### AVAILABLE RECORDS

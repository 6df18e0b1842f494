//! # ringkv-engine
//!
//! The capacity-bounded, recency-ordered, TTL-aware cache engine that backs
//! a single cache node (spec §4.1 / §3). All mutation goes through one lock;
//! the engine favors predictable O(1) gets/puts over sharded throughput,
//! since each node process already parallelizes across connections at the
//! HTTP layer, not inside the store.

mod engine;
mod sweeper;

pub use engine::{CacheEngine, EngineError, EngineResult, EntrySnapshot, Stats};
pub use sweeper::SweeperHandle;
//! Library half of the `ringkv-node` binary, split out so the HTTP surface
//! can be exercised in-process by integration tests (`tower::ServiceExt::oneshot`)
//! without binding a real socket.

pub mod http;
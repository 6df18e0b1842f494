//! # Background expiry sweeper
//!
//! Runs `CacheEngine::purge_expired` on a fixed interval (default 1s, spec
//! §4.1) so memory held by expired entries is reclaimed even for keys that
//! are never read again. Lazy-on-access expiry alone would leak such keys
//! forever.

use std::sync::atomic::{AtomicBool, Ordering};
use std::sync::Arc;
use std::time::Duration;

use tokio::task::JoinHandle;

use crate::engine::CacheEngine;

/// Handle to a running sweeper task. Dropping this without calling `stop`
/// leaves the sweeper running in the background for the engine's lifetime,
/// which is fine for a long-lived node process but tests should call
/// `stop` to avoid leaking tasks.
pub struct SweeperHandle {
    stop: Arc<AtomicBool>,
    join: JoinHandle<()>,
}

impl SweeperHandle {
    /// Spawns a sweeper that calls `engine.purge_expired()` every `interval`.
    pub fn spawn(engine: Arc<CacheEngine>, interval: Duration) -> Self {
        let interval = if interval.is_zero() {
            Duration::from_millis(1)
        } else {
            interval
        };
        let stop = Arc::new(AtomicBool::new(false));
        let stop_task = Arc::clone(&stop);

        let join = tokio::spawn(async move {
            let mut ticker = tokio::time::interval(interval);
            ticker.tick().await; // first tick fires immediately; skip it
            loop {
                ticker.tick().await;
                if stop_task.load(Ordering::Acquire) {
                    break;
                }
                let removed = engine.purge_expired();
                if removed > 0 {
                    tracing::debug!(removed, "expiry sweep removed entries");
                }
            }
        });

        SweeperHandle { stop, join }
    }

    /// Signals the sweeper to stop and waits for it to exit.
    pub async fn stop(self) {
        self.stop.store(true, Ordering::Release);
        let _ = self.join.await;
    }
}

#[cfg(test)]
mod tests {
    use super::*;

    #[tokio::test]
    async fn sweeper_removes_expired_entries() {
        let engine = Arc::new(CacheEngine::new(4));
        engine.put("a".into(), "1".into(), Some(1)).unwrap();

        let handle = SweeperHandle::spawn(Arc::clone(&engine), Duration::from_millis(50));
        tokio::time::sleep(Duration::from_millis(1300)).await;
        handle.stop().await;

        assert_eq!(engine.len(), 0);
    }
}
//! # ringkv-client
//!
//! A lightweight async client for a single node's HTTP surface (spec C3),
//! used by the proxy to fan writes out to replicas and to read through to
//! a specific node. Keeps the facade shape of a hand-rolled sync client —
//! pooling and protocol details hidden behind a small, borrow-friendly API
//! — but built on `reqwest` so every call is a plain `async fn`.

mod client;

pub use client::{NodeClient, NodeClientError, NodeResult};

### WHAT NEEDS TO BE DONE
Give the entries again in full, with nothing changed.

### ANSWER TO THIS PROBLEM
repository 6df18e0b1842f494
//! # ringkv-engine
//!
//! The capacity-bounded, recency-ordered, TTL-aware cache engine that backs
//! a single cache node (spec §4.1 / §3). All mutation goes through one lock;
//! the engine favors predictable O(1) gets/puts over sharded throughput,
//! since each node process already parallelizes across connections at the
//! HTTP layer, not inside the store.

mod engine;
mod sweeper;

pub use engine::{CacheEngine, EngineError, EngineResult, EntrySnapshot, Stats};
pub use sweeper::SweeperHandle;
//! Library half of the `ringkv-node` binary, split out so the HTTP surface
//! can be exercised in-process by integration tests (`tower::ServiceExt::oneshot`)
//! without binding a real socket.

pub mod http;
repository 6df18e0b1842f494
//! # Background expiry sweeper
//!
//! Runs `CacheEngine::purge_expired` on a fixed interval (default 1s, spec
//! §4.1) so memory held by expired entries is reclaimed even for keys that
//! are never read again. Lazy-on-access expiry alone would leak such keys
//! forever.

use std::sync::atomic::{AtomicBool, Ordering};
use std::sync::Arc;
use std::time::Duration;

use tokio::task::JoinHandle;

use crate::engine::CacheEngine;

/// Handle to a running sweeper task. Dropping this without calling `stop`
/// leaves the sweeper running in the background for the engine's lifetime,
/// which is fine for a long-lived node process but tests should call
/// `stop` to avoid leaking tasks.
pub struct SweeperHandle {
    stop: Arc<AtomicBool>,
    join: JoinHandle<()>,
}

impl SweeperHandle {
    /// Spawns a sweeper that calls `engine.purge_expired()` every `interval`.
    pub fn spawn(engine: Arc<CacheEngine>, interval: Duration) -> Self {
        let interval = if interval.is_zero() {
            Duration::from_millis(1)
        } else {
            interval
        };
        let stop = Arc::new(AtomicBool::new(false));
        let stop_task = Arc::clone(&stop);

        let join = tokio::spawn(async move {
            let mut ticker = tokio::time::interval(interval);
            ticker.tick().await; // first tick fires immediately; skip it
            loop {
                ticker.tick().await;
                if stop_task.load(Ordering::Acquire) {
                    break;
                }
                let removed = engine.purge_expired();
                if removed > 0 {
                    tracing::debug!(removed, "expiry sweep removed entries");
                }
            }
        });

        SweeperHandle { stop, join }
    }

    /// Signals the sweeper to stop and waits for it to exit.
    pub async fn stop(self) {
        self.stop.store(true, Ordering::Release);
        let _ = self.join.await;
    }
}

#[cfg(test)]
mod tests {
    use super::*;

    #[tokio::test]
    async fn sweeper_removes_expired_entries() {
        let engine = Arc::new(CacheEngine::new(4));
        engine.put("a".into(), "1".into(), Some(1)).unwrap();

        let handle = SweeperHandle::spawn(Arc::clone(&engine), Duration::from_millis(50));
        tokio::time::sleep(Duration::from_millis(1300)).await;
        handle.stop().await;

        assert_eq!(engine.len(), 0);
    }
}
//! # ringkv-client
//!
//! A lightweight async client for a single node's HTTP surface (spec C3),
//! used by the proxy to fan writes out to replicas and to read through to
//! a specific node. Keeps the facade shape of a hand-rolled sync client —
//! pooling and protocol details hidden behind a small, borrow-friendly API
//! — but built on `reqwest` so every call is a plain `async fn`.

mod client;

pub use client::{NodeClient, NodeClientError, NodeResult};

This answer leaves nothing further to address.